Copy each line of the following data that contains "usize".

[Records from a dataset]
━━━━━━━━━━━━━━━━━━━━━━━━━━━━━━

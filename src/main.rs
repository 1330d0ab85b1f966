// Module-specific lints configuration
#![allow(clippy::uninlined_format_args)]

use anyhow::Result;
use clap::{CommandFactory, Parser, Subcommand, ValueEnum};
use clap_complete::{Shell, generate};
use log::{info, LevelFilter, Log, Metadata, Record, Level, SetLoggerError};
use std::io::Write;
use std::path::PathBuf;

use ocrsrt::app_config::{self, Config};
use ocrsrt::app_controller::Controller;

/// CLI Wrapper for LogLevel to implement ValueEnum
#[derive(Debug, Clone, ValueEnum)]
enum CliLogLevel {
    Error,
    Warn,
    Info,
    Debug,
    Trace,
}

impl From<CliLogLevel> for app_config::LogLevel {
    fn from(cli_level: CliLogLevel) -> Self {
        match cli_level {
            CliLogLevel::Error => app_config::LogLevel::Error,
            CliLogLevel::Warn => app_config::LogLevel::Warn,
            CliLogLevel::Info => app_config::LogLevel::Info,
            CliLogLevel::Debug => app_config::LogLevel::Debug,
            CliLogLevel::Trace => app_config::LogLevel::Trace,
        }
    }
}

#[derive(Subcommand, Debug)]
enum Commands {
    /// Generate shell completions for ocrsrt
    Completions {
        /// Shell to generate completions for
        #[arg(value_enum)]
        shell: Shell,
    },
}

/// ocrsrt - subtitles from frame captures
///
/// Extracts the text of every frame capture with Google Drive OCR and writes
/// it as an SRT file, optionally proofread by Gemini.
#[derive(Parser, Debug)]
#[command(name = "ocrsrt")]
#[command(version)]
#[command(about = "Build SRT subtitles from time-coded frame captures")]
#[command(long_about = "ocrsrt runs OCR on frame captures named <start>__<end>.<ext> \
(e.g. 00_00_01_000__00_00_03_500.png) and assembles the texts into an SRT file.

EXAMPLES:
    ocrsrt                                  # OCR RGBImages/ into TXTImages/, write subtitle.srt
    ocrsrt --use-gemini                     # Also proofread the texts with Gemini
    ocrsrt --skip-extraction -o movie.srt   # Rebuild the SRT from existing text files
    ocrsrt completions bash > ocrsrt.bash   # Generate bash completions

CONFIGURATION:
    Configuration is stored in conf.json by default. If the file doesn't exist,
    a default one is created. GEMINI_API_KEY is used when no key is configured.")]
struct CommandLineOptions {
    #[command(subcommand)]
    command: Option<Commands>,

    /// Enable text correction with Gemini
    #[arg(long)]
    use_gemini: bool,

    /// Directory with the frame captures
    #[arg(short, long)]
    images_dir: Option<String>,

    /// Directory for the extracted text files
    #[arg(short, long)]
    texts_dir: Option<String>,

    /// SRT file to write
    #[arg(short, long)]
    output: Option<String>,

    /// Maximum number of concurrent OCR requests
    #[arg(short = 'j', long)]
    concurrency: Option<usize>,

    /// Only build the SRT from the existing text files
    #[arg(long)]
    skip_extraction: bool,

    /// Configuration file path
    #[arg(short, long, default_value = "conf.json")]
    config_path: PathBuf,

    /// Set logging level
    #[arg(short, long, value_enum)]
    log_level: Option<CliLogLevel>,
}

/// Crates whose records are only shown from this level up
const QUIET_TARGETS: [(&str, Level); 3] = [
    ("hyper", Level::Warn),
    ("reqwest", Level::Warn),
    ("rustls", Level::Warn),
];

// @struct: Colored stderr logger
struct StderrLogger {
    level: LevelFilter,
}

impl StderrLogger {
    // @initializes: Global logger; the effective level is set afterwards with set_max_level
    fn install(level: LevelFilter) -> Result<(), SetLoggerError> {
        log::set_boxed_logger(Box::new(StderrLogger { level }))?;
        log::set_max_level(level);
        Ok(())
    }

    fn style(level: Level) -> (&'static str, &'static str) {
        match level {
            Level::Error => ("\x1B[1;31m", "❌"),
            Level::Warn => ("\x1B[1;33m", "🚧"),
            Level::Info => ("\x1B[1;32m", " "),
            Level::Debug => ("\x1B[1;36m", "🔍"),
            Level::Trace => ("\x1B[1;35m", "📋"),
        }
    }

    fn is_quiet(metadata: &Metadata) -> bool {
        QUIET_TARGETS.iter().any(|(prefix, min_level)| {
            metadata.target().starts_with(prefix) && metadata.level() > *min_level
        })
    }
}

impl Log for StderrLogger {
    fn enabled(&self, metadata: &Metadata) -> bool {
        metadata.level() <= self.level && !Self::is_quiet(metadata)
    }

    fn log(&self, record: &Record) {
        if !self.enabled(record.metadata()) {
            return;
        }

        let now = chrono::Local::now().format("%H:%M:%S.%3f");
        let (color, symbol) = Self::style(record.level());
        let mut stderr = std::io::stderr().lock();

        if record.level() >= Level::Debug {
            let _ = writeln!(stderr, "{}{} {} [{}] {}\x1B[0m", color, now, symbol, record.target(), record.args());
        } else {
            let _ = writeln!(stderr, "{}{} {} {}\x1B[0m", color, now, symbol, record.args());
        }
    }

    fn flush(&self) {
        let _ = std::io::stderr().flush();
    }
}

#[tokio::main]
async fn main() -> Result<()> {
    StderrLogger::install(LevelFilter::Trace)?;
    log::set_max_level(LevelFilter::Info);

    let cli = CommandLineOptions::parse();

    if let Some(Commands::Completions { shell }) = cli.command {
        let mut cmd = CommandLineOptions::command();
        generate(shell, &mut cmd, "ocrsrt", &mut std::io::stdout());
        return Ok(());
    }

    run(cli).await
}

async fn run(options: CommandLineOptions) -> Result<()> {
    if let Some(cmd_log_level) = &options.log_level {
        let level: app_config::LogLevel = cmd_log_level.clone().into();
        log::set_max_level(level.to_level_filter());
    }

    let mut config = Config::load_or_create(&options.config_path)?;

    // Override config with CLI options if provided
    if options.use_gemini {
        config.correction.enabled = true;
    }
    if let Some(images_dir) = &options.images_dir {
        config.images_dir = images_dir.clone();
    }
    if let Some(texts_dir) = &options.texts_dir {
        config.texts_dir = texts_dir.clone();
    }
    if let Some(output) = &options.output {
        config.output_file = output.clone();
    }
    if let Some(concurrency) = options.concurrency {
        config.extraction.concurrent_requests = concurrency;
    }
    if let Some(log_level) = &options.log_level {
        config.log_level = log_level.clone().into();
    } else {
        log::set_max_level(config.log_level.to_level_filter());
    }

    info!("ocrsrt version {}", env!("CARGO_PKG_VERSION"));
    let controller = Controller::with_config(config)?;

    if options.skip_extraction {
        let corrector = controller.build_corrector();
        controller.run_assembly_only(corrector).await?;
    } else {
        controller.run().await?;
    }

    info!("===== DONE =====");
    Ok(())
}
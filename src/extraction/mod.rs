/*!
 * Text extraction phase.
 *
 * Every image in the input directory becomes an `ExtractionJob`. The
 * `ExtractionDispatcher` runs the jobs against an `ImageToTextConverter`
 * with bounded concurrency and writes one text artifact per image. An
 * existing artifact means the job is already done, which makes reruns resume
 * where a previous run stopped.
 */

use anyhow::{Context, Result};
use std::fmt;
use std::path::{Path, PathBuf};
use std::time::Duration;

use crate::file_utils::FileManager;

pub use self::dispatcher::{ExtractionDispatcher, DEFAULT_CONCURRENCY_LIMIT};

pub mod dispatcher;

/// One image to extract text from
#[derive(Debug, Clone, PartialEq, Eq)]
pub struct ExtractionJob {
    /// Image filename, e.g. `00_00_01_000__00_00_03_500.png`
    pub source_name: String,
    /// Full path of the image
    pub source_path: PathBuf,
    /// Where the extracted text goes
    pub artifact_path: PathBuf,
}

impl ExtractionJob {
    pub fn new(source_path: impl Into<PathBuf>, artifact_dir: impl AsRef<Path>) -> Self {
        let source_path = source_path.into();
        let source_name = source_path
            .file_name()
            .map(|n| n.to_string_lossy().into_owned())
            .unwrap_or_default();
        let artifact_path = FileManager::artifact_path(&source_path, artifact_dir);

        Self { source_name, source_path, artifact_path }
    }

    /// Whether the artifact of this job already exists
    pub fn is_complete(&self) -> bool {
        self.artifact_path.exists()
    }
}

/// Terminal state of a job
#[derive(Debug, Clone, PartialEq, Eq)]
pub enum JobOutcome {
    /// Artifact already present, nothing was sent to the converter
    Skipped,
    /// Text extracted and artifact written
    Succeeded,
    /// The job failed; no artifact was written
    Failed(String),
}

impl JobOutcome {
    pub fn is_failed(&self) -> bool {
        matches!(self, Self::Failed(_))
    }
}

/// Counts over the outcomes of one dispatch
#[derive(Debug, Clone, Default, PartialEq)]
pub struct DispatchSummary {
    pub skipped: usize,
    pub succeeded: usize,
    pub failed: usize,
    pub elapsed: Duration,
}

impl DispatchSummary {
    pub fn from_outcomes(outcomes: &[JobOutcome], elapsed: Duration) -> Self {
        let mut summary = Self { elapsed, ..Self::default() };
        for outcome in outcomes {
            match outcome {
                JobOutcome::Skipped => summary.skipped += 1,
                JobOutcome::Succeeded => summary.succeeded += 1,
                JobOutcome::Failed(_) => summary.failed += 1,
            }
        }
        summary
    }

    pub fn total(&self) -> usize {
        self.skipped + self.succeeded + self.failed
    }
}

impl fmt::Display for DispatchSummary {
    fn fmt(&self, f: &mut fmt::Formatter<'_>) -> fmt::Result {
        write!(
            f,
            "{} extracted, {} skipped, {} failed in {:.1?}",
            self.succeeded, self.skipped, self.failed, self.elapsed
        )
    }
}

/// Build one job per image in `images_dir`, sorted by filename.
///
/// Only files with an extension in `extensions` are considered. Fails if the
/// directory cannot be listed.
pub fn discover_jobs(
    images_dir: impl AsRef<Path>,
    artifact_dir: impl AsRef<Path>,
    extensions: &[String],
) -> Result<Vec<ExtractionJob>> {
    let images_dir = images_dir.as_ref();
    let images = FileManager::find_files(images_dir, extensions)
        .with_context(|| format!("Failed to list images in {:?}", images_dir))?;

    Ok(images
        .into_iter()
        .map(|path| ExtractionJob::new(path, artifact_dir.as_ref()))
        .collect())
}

━━━━━━━━━━━━━━━━━━━━━━━━━━━━━━

Your response:
    concurrency: Option<usize>,
    pub skipped: usize,
    pub succeeded: usize,
    pub failed: usize,
    pub fn total(&self) -> usize {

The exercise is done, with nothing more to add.